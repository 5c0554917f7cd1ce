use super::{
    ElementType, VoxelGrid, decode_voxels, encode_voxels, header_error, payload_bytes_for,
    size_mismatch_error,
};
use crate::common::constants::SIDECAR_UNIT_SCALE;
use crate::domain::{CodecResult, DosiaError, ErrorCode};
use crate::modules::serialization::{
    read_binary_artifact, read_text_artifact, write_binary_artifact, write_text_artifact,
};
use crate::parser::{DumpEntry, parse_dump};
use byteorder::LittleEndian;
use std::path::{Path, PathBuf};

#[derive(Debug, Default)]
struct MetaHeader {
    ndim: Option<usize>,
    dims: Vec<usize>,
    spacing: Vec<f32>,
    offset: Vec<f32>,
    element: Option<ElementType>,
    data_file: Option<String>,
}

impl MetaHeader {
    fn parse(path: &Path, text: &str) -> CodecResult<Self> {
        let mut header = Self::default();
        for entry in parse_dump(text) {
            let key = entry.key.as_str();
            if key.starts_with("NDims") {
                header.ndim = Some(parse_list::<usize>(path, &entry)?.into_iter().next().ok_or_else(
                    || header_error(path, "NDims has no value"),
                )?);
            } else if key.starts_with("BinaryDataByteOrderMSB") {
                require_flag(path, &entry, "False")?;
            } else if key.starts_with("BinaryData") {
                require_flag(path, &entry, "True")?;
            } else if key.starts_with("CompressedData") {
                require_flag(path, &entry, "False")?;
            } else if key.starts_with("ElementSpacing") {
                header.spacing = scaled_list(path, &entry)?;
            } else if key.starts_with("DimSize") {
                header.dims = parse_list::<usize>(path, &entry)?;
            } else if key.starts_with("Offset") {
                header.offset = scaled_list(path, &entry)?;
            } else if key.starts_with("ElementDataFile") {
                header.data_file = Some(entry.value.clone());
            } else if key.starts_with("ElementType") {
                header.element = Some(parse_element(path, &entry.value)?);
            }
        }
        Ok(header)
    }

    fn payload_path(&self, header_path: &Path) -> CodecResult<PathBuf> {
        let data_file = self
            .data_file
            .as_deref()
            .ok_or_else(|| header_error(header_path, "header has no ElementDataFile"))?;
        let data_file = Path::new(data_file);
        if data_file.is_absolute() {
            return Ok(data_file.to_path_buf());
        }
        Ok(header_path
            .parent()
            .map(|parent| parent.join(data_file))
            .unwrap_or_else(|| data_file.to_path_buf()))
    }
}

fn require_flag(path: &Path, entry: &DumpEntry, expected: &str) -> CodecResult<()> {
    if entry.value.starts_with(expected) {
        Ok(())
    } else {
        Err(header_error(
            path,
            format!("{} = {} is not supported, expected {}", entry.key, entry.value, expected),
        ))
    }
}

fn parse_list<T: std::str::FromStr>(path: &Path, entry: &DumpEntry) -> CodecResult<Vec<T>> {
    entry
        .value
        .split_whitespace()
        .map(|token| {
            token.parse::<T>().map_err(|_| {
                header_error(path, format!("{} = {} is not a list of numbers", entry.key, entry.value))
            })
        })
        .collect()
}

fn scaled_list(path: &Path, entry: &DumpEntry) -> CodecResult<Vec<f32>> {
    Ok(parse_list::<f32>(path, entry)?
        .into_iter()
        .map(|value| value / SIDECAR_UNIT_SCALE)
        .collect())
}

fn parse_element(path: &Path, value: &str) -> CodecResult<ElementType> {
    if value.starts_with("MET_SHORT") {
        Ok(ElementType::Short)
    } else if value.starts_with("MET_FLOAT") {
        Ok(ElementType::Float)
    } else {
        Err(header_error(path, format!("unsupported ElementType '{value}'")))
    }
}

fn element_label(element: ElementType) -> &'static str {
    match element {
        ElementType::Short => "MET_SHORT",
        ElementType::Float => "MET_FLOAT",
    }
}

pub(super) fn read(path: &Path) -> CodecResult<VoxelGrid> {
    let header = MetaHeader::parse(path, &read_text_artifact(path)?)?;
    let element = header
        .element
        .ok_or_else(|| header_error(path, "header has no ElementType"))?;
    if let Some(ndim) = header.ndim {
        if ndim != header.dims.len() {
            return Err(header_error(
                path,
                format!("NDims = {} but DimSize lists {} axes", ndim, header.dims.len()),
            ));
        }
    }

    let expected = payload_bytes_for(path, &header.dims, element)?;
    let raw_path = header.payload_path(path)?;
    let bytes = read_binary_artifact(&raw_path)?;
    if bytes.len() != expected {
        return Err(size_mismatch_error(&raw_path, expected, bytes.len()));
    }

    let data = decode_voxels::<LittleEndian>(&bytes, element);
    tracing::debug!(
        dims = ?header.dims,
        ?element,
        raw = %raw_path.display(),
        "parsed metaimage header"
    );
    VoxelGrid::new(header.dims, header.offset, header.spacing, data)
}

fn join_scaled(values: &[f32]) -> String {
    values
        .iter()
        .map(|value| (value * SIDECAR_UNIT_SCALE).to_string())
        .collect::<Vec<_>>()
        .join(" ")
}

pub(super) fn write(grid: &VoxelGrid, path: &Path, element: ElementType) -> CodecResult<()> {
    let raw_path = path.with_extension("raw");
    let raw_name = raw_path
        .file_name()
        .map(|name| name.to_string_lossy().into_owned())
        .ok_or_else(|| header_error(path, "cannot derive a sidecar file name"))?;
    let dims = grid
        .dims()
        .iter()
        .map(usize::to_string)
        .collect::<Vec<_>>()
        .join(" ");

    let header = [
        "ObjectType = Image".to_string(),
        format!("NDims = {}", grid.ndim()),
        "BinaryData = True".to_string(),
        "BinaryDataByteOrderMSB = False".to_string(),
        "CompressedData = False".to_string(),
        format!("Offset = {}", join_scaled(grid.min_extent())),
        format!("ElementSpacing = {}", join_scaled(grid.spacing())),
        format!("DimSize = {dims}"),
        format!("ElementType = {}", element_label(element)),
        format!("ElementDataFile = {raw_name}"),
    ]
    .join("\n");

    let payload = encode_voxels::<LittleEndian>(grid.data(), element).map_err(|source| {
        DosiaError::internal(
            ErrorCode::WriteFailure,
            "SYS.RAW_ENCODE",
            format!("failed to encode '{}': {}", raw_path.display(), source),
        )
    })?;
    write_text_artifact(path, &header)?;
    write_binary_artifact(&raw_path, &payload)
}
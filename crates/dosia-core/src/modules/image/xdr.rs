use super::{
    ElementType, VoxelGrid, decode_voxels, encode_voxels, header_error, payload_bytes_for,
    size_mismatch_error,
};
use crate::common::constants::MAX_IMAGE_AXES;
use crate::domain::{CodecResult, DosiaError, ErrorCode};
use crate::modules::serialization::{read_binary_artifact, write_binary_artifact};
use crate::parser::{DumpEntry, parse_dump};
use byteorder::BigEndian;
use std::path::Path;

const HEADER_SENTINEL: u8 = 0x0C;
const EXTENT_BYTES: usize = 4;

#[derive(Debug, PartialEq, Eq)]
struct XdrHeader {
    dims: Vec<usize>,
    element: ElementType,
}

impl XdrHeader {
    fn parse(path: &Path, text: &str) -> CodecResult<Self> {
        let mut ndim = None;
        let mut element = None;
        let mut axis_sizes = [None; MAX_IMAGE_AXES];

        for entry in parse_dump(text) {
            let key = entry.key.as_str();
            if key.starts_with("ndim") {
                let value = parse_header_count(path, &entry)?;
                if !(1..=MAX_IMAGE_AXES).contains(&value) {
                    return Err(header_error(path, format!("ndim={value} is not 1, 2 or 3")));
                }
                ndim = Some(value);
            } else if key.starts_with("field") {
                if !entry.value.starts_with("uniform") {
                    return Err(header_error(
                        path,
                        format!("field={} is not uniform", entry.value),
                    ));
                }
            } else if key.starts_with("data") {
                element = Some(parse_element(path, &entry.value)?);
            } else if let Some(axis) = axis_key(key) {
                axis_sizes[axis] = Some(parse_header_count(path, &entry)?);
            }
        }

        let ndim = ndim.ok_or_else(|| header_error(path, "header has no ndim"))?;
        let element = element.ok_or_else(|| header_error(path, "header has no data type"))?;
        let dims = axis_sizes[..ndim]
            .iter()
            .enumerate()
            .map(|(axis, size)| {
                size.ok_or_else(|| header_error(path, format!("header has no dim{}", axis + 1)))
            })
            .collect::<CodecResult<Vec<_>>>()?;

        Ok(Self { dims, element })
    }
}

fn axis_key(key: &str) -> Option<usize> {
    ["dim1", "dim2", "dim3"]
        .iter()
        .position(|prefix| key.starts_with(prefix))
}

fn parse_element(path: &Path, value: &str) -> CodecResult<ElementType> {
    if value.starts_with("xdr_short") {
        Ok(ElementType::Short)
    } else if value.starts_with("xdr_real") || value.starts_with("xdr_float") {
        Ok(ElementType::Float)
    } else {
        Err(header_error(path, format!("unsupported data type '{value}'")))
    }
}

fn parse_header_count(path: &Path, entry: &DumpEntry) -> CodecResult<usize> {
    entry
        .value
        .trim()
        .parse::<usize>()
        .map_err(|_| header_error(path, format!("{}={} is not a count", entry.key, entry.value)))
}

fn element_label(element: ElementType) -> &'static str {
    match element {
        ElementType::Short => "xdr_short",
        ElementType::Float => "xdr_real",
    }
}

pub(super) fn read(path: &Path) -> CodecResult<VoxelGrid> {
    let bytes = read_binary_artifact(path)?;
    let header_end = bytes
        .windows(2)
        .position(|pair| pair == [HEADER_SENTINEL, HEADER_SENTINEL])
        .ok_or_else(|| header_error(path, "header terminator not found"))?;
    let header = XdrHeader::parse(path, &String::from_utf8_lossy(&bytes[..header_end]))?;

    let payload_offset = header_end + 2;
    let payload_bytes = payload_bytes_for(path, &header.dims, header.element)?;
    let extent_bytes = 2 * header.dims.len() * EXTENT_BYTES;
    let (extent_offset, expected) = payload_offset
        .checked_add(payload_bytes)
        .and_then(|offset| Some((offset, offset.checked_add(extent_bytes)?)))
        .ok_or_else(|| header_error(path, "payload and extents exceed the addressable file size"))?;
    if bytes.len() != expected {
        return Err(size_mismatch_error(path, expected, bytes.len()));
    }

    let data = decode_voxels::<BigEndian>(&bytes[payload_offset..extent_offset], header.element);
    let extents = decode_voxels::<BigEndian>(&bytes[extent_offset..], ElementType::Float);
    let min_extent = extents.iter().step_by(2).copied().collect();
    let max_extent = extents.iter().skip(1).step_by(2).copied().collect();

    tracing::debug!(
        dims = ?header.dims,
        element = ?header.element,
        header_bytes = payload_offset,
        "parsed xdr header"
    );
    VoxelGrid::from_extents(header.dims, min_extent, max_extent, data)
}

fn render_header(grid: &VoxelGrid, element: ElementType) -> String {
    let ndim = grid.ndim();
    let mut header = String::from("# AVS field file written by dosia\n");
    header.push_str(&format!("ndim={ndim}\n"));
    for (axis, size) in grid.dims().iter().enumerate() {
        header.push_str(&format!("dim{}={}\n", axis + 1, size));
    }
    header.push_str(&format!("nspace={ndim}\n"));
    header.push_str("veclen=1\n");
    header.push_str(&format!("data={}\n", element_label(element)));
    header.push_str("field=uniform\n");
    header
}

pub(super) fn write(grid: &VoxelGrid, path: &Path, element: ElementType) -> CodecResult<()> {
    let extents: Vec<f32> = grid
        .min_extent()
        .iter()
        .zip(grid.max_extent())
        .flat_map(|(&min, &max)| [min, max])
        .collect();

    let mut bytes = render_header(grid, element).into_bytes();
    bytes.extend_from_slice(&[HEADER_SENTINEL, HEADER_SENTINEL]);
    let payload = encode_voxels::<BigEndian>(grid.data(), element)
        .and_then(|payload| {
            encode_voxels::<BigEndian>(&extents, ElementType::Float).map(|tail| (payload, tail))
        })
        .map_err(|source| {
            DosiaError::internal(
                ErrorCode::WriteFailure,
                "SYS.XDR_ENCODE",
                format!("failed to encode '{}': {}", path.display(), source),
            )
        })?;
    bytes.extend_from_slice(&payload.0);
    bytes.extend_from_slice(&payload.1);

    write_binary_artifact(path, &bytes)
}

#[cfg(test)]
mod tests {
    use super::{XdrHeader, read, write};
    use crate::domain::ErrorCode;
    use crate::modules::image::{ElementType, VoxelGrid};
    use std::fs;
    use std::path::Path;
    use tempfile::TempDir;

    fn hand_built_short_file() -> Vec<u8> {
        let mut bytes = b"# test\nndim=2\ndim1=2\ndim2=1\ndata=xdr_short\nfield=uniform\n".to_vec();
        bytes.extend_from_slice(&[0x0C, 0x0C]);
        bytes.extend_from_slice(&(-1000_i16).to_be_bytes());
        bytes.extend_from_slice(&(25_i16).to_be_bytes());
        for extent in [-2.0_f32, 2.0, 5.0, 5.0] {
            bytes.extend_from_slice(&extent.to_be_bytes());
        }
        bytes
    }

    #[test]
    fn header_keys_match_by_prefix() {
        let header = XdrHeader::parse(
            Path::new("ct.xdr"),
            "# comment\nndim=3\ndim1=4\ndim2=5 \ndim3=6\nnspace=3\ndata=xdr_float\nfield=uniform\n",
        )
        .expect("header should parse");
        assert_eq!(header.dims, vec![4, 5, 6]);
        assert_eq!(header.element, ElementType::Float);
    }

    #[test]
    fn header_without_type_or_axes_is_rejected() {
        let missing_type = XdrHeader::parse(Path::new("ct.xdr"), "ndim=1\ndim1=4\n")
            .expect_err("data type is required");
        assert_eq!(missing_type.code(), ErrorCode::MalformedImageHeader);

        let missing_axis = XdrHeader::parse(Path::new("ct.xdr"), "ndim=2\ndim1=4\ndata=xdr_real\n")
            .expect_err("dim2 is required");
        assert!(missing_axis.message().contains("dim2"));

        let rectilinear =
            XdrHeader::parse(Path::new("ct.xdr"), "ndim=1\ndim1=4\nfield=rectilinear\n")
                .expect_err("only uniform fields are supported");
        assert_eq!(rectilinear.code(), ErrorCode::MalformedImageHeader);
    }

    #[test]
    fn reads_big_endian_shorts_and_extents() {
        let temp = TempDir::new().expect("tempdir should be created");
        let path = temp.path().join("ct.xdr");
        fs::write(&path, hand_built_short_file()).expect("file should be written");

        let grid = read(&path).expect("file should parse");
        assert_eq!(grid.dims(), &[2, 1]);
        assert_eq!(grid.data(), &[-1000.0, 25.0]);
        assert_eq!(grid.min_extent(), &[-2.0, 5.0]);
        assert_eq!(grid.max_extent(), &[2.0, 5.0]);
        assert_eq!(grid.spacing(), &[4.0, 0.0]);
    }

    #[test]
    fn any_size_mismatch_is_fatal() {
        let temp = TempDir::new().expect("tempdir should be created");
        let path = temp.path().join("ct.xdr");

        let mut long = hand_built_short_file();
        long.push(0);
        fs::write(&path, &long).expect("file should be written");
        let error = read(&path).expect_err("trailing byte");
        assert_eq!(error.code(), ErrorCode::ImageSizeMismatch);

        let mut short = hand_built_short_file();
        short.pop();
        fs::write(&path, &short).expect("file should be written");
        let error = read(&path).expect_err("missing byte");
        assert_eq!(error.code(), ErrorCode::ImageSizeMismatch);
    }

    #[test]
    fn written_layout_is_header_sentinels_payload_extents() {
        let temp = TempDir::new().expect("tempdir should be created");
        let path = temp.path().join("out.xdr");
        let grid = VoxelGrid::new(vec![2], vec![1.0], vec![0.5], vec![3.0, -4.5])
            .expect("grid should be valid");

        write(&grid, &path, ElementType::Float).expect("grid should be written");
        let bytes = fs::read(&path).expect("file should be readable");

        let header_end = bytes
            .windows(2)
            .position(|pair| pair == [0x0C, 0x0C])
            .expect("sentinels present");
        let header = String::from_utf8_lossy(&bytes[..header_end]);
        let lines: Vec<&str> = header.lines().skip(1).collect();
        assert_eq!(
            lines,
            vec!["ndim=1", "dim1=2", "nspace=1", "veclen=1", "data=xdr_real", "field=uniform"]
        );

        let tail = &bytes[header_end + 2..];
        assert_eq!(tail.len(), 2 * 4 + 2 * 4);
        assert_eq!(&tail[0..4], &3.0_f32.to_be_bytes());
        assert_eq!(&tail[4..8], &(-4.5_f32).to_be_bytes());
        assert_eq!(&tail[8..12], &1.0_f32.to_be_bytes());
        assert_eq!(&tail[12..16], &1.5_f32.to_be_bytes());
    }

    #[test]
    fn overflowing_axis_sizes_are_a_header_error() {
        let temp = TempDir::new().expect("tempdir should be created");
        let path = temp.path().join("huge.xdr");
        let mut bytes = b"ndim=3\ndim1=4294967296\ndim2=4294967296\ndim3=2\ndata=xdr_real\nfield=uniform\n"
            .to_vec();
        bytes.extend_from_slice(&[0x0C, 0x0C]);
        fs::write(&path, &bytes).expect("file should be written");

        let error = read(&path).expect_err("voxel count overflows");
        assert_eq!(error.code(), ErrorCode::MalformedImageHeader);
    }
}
= = = =
**What the exercise asks:**
Could you copy out every line in the listing where the word "contains" appears?

**Solution to the exercise:**
                if !(1..=MAX_IMAGE_AXES).contains(&value) {
        assert!(missing_axis.message().contains("dim2"));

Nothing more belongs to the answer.